Description of the task:
When you have gone through the records, report how many lines include "SystemClock", giving the number and nothing more.

'''

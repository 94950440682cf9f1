//! Time source shared by token issuance, event scheduling and rate limiting

use chrono::{DateTime, Duration, Utc};
use std::sync::Mutex;

/// Source of the current time
pub trait Clock: Send + Sync {
    fn now(&self) -> DateTime<Utc>;
}

/// Wall clock
#[derive(Debug, Clone, Copy, Default)]
pub struct SystemClock;

impl Clock for SystemClock {
    fn now(&self) -> DateTime<Utc> {
        Utc::now()
    }
}

/// Clock that only moves when told to
#[derive(Debug)]
pub struct ManualClock {
    now: Mutex<DateTime<Utc>>,
}

impl ManualClock {
    pub fn new(now: DateTime<Utc>) -> Self {
        Self {
            now: Mutex::new(now),
        }
    }

    pub fn set(&self, now: DateTime<Utc>) {
        *self.now.lock().unwrap_or_else(|e| e.into_inner()) = now;
    }

    pub fn advance(&self, by: Duration) {
        let mut now = self.now.lock().unwrap_or_else(|e| e.into_inner());
        *now += by;
    }
}

impl Clock for ManualClock {
    fn now(&self) -> DateTime<Utc> {
        *self.now.lock().unwrap_or_else(|e| e.into_inner())
    }
}

#[cfg(test)]
mod tests {
    use super::*;
    use chrono::TimeZone;

    #[test]
    fn test_manual_clock_advances() {
        let start = Utc.with_ymd_and_hms(2024, 1, 1, 12, 0, 0).unwrap();
        let clock = ManualClock::new(start);
        assert_eq!(clock.now(), start);

        clock.advance(Duration::seconds(90));
        assert_eq!(clock.now(), start + Duration::seconds(90));

        clock.set(start);
        assert_eq!(clock.now(), start);
    }
}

'''

Exercise answer:
2